• _YOUR ASSIGNMENT_
Copy the records below verbatim, from the first line through the line containing "append-only and index-aligned.", inclusive, and output nothing else.

[Saved data entries]
+++

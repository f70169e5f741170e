//! Background-prefetching, index-addressed record store.
//!
//! A [`ModalityStore`] owns the ordered list of record basenames for one
//! modality and a cache that a single background thread fills in index
//! order. Readers get cached records when the prefetcher has reached them,
//! and pay for a synchronous parse otherwise.

use std::path::{Path, PathBuf};
use std::sync::atomic::{AtomicBool, Ordering};
use std::sync::Arc;
use std::thread::{self, JoinHandle};
use std::time::Duration;

use parking_lot::Mutex;

use super::enumerate::enumerate;
use super::errors::{StoreError, StoreResult};
use crate::models::{Modality, Record};

/// Turns one record file into its parsed payload.
///
/// Implemented for any `Fn(&Path) -> StoreResult<T>` closure.
pub trait RecordParser<T>: Send + Sync + 'static {
    fn parse(&self, path: &Path) -> StoreResult<T>;
}

impl<T, F> RecordParser<T> for F
where
    F: Fn(&Path) -> StoreResult<T> + Send + Sync + 'static,
{
    fn parse(&self, path: &Path) -> StoreResult<T> {
        self(path)
    }
}

/// One cache position. Failed parses still occupy their index so the cache
/// stays append-only and index-aligned.
enum Slot<T> {
    Ready(Arc<Record<T>>),
    Failed,
}

/// State shared between the store handle and its prefetch thread.
struct Shared<T> {
    /// Append-only; its length is the prefetch high-water mark.
    cache: Mutex<Vec<Slot<T>>>,
    stop: AtomicBool,
}

/// Where a store reads from and how.
#[derive(Debug, Clone)]
pub struct StoreOptions {
    pub modality: Modality,
    pub dir: PathBuf,
    /// File extension including the dot.
    pub extension: String,
    /// Maximum number of records.
    pub cap: usize,
    /// Sleep between two prefetched records.
    pub io_interval: Duration,
}

/// Prefetching store for one modality.
pub struct ModalityStore<T> {
    modality: Modality,
    dir: PathBuf,
    extension: String,
    basenames: Arc<Vec<String>>,
    parser: Arc<dyn RecordParser<T>>,
    shared: Arc<Shared<T>>,
    worker: Option<JoinHandle<()>>,
}

impl<T: Send + Sync + 'static> ModalityStore<T> {
    /// Enumerate records and start the prefetch thread.
    pub fn open(options: StoreOptions, parser: impl RecordParser<T>) -> StoreResult<Self> {
        let basenames = enumerate(&options.dir, &options.extension, options.cap)?;
        Self::with_basenames(options, basenames, Arc::new(parser))
    }

    /// Start a store over an explicit, already ordered basename list.
    pub fn with_basenames(
        options: StoreOptions,
        basenames: Vec<String>,
        parser: Arc<dyn RecordParser<T>>,
    ) -> StoreResult<Self> {
        let basenames = Arc::new(basenames);
        let shared = Arc::new(Shared {
            cache: Mutex::new(Vec::with_capacity(basenames.len())),
            stop: AtomicBool::new(false),
        });

        tracing::debug!(
            modality = %options.modality,
            dir = %options.dir.display(),
            records = basenames.len(),
            "Opening modality store"
        );

        let worker = {
            let job = PrefetchJob {
                modality: options.modality,
                dir: options.dir.clone(),
                extension: options.extension.clone(),
                basenames: Arc::clone(&basenames),
                parser: Arc::clone(&parser),
                shared: Arc::clone(&shared),
                interval: options.io_interval,
            };
            thread::Builder::new()
                .name(format!("prefetch-{}", options.modality))
                .spawn(move || job.run())
                .map_err(StoreError::Spawn)?
        };

        Ok(Self {
            modality: options.modality,
            dir: options.dir,
            extension: options.extension,
            basenames,
            parser,
            shared,
            worker: Some(worker),
        })
    }

    /// Modality served by this store.
    pub fn modality(&self) -> Modality {
        self.modality
    }

    /// Number of records; fixed at construction.
    pub fn len(&self) -> usize {
        self.basenames.len()
    }

    pub fn is_empty(&self) -> bool {
        self.basenames.is_empty()
    }

    /// Ordered record basenames.
    pub fn basenames(&self) -> &[String] {
        &self.basenames
    }

    /// How many indices the prefetcher has processed so far.
    pub fn cached_len(&self) -> usize {
        self.shared.cache.lock().len()
    }

    /// Path of the record file at `index`.
    pub fn record_path(&self, index: usize) -> StoreResult<PathBuf> {
        let basename = self
            .basenames
            .get(index)
            .ok_or(StoreError::IndexOutOfRange {
                index,
                len: self.len(),
            })?;
        Ok(record_path(&self.dir, basename, &self.extension))
    }

    /// Record at `index`.
    ///
    /// Served from the cache when prefetched; otherwise parsed now without
    /// touching the cache.
    pub fn read(&self, index: usize) -> StoreResult<Arc<Record<T>>> {
        let path = self.record_path(index)?;

        {
            let cache = self.shared.cache.lock();
            if let Some(Slot::Ready(record)) = cache.get(index) {
                return Ok(Arc::clone(record));
            }
        }

        let data = self.parser.parse(&path)?;
        Ok(Arc::new(Record::new(path, data)))
    }

    /// Ask the prefetch thread to stop before its next record.
    ///
    /// Idempotent and non-blocking.
    pub fn close(&self) {
        if !self.shared.stop.swap(true, Ordering::SeqCst) {
            tracing::debug!(modality = %self.modality, "Closing modality store");
        }
    }

    pub fn is_closed(&self) -> bool {
        self.shared.stop.load(Ordering::SeqCst)
    }

    /// Whether the prefetch thread has exited.
    pub fn prefetch_finished(&self) -> bool {
        self.worker.as_ref().map_or(true, |w| w.is_finished())
    }
}

impl<T> Drop for ModalityStore<T> {
    fn drop(&mut self) {
        // Detach; the thread exits on its own at the next record boundary.
        self.shared.stop.store(true, Ordering::SeqCst);
        self.worker.take();
    }
}

fn record_path(dir: &Path, basename: &str, extension: &str) -> PathBuf {
    dir.join(format!("{}{}", basename, extension))
}

/// Everything the prefetch thread owns.
struct PrefetchJob<T> {
    modality: Modality,
    dir: PathBuf,
    extension: String,
    basenames: Arc<Vec<String>>,
    parser: Arc<dyn RecordParser<T>>,
    shared: Arc<Shared<T>>,
    interval: Duration,
}

impl<T: Send + Sync + 'static> PrefetchJob<T> {
    fn run(self) {
        for (index, basename) in self.basenames.iter().enumerate() {
            if self.shared.stop.load(Ordering::SeqCst) {
                tracing::debug!(modality = %self.modality, index, "Prefetch stopped");
                return;
            }

            let path = record_path(&self.dir, basename, &self.extension);
            let slot = match self.parser.parse(&path) {
                Ok(data) => Slot::Ready(Arc::new(Record::new(path, data))),
                Err(e) => {
                    tracing::warn!(
                        modality = %self.modality,
                        index,
                        error = %e,
                        "Prefetch parse failed, skipping record"
                    );
                    Slot::Failed
                }
            };
            self.shared.cache.lock().push(slot);

            if !self.interval.is_zero() {
                thread::sleep(self.interval);
            }
        }
        tracing::debug!(
            modality = %self.modality,
            records = self.basenames.len(),
            "Prefetch complete"
        );
    }
}

#[cfg(test)]
mod tests {
    use super::*;
    use std::fs;
    use std::sync::atomic::AtomicUsize;
    use std::time::Instant;
    use tempfile::tempdir;

    fn options(dir: &Path, cap: usize, io_interval: Duration) -> StoreOptions {
        StoreOptions {
            modality: Modality::Lidar,
            dir: dir.to_path_buf(),
            extension: ".txt".to_string(),
            cap,
            io_interval,
        }
    }

    fn write_records(dir: &Path, count: usize) {
        for i in 0..count {
            fs::write(dir.join(format!("{:06}.txt", i)), format!("record {}", i)).unwrap();
        }
    }

    /// Parser that reads the file and counts calls per path.
    fn counting_parser(
        counts: Arc<Mutex<std::collections::HashMap<PathBuf, usize>>>,
    ) -> impl RecordParser<String> {
        move |path: &Path| {
            *counts.lock().entry(path.to_path_buf()).or_insert(0) += 1;
            fs::read_to_string(path).map_err(|e| StoreError::io("read", e))
        }
    }

    fn wait_for(mut condition: impl FnMut() -> bool) {
        let deadline = Instant::now() + Duration::from_secs(5);
        while !condition() {
            assert!(Instant::now() < deadline, "timed out waiting");
            thread::sleep(Duration::from_millis(2));
        }
    }

    #[test]
    fn length_is_min_of_files_and_cap() {
        let dir = tempdir().unwrap();
        write_records(dir.path(), 5);

        let capped: ModalityStore<String> =
            ModalityStore::open(options(dir.path(), 3, Duration::ZERO), |p: &Path| {
                fs::read_to_string(p).map_err(|e| StoreError::io("read", e))
            })
            .unwrap();
        assert_eq!(capped.len(), 3);

        let uncapped: ModalityStore<String> =
            ModalityStore::open(options(dir.path(), 10, Duration::ZERO), |p: &Path| {
                fs::read_to_string(p).map_err(|e| StoreError::io("read", e))
            })
            .unwrap();
        assert_eq!(uncapped.len(), 5);
    }

    #[test]
    fn cached_index_is_parsed_once() {
        let dir = tempdir().unwrap();
        write_records(dir.path(), 3);
        let counts = Arc::new(Mutex::new(std::collections::HashMap::new()));

        let store = ModalityStore::open(
            options(dir.path(), 10, Duration::ZERO),
            counting_parser(Arc::clone(&counts)),
        )
        .unwrap();
        wait_for(|| store.prefetch_finished());
        assert_eq!(store.cached_len(), 3);

        let first = store.read(1).unwrap();
        let second = store.read(1).unwrap();
        assert_eq!(first, second);
        assert_eq!(first.data, "record 1");

        let path = store.record_path(1).unwrap();
        assert_eq!(counts.lock()[&path], 1);
    }

    #[test]
    fn uncached_index_is_parsed_per_read() {
        let dir = tempdir().unwrap();
        write_records(dir.path(), 4);
        let counts = Arc::new(Mutex::new(std::collections::HashMap::new()));

        // Close immediately so the prefetcher never reaches index 3.
        let store = ModalityStore::open(
            options(dir.path(), 10, Duration::from_millis(200)),
            counting_parser(Arc::clone(&counts)),
        )
        .unwrap();
        store.close();

        let path = store.record_path(3).unwrap();
        store.read(3).unwrap();
        store.read(3).unwrap();
        wait_for(|| store.prefetch_finished());
        assert!(store.cached_len() <= 1);
        assert_eq!(counts.lock()[&path], 2);
    }

    #[test]
    fn out_of_range_read_fails() {
        let dir = tempdir().unwrap();
        write_records(dir.path(), 2);
        let store: ModalityStore<String> =
            ModalityStore::open(options(dir.path(), 10, Duration::ZERO), |p: &Path| {
                fs::read_to_string(p).map_err(|e| StoreError::io("read", e))
            })
            .unwrap();

        match store.read(2) {
            Err(StoreError::IndexOutOfRange { index: 2, len: 2 }) => {}
            other => panic!("unexpected: {:?}", other.map(|r| r.data.clone())),
        }
    }

    #[test]
    fn close_is_non_blocking_and_bounds_extra_parses() {
        let parses = Arc::new(AtomicUsize::new(0));
        let parses_clone = Arc::clone(&parses);
        let basenames: Vec<String> = (0..50).map(|i| i.to_string()).collect();

        let store: ModalityStore<usize> = ModalityStore::with_basenames(
            StoreOptions {
                modality: Modality::Camera,
                dir: PathBuf::from("unused"),
                extension: ".png".to_string(),
                cap: 50,
                io_interval: Duration::ZERO,
            },
            basenames,
            Arc::new(move |_: &Path| -> StoreResult<usize> {
                thread::sleep(Duration::from_millis(20));
                Ok(parses_clone.fetch_add(1, Ordering::SeqCst))
            }),
        )
        .unwrap();

        wait_for(|| parses.load(Ordering::SeqCst) >= 2);

        let started = Instant::now();
        store.close();
        let at_close = parses.load(Ordering::SeqCst);
        assert!(started.elapsed() < Duration::from_millis(15));

        store.close();
        wait_for(|| store.prefetch_finished());
        assert!(parses.load(Ordering::SeqCst) <= at_close + 1);
        assert!(store.is_closed());
    }

    #[test]
    fn failed_prefetch_keeps_index_alignment() {
        let dir = tempdir().unwrap();
        write_records(dir.path(), 3);
        fs::write(dir.path().join("000001.txt"), "bad").unwrap();

        let store: ModalityStore<String> =
            ModalityStore::open(options(dir.path(), 10, Duration::ZERO), |p: &Path| -> StoreResult<String> {
                let text = fs::read_to_string(p).map_err(|e| StoreError::io("read", e))?;
                if text == "bad" {
                    return Err(StoreError::parse(p, "corrupt record"));
                }
                Ok(text)
            })
            .unwrap();
        wait_for(|| store.prefetch_finished());

        assert_eq!(store.cached_len(), 3);
        assert!(matches!(store.read(1), Err(StoreError::Parse { .. })));
        assert_eq!(store.read(2).unwrap().data, "record 2");
    }

    #[test]
    fn empty_store_has_no_records() {
        let dir = tempdir().unwrap();
        let store: ModalityStore<String> =
            ModalityStore::open(options(dir.path(), 10, Duration::ZERO), |p: &Path| {
                fs::read_to_string(p).map_err(|e| StoreError::io("read", e))
            })
            .unwrap();
        assert!(store.is_empty());
        assert!(store.read(0).is_err());
    }
}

+++

• _RESULT OF THE EXERCISE_
repository f70169e5f741170e
//! Background-prefetching, index-addressed record store.
//!
//! A [`ModalityStore`] owns the ordered list of record basenames for one
//! modality and a cache that a single background thread fills in index
//! order. Readers get cached records when the prefetcher has reached them,
//! and pay for a synchronous parse otherwise.

use std::path::{Path, PathBuf};
use std::sync::atomic::{AtomicBool, Ordering};
use std::sync::Arc;
use std::thread::{self, JoinHandle};
use std::time::Duration;

use parking_lot::Mutex;

use super::enumerate::enumerate;
use super::errors::{StoreError, StoreResult};
use crate::models::{Modality, Record};

/// Turns one record file into its parsed payload.
///
/// Implemented for any `Fn(&Path) -> StoreResult<T>` closure.
pub trait RecordParser<T>: Send + Sync + 'static {
    fn parse(&self, path: &Path) -> StoreResult<T>;
}

impl<T, F> RecordParser<T> for F
where
    F: Fn(&Path) -> StoreResult<T> + Send + Sync + 'static,
{
    fn parse(&self, path: &Path) -> StoreResult<T> {
        self(path)
    }
}

/// One cache position. Failed parses still occupy their index so the cache
/// stays append-only and index-aligned.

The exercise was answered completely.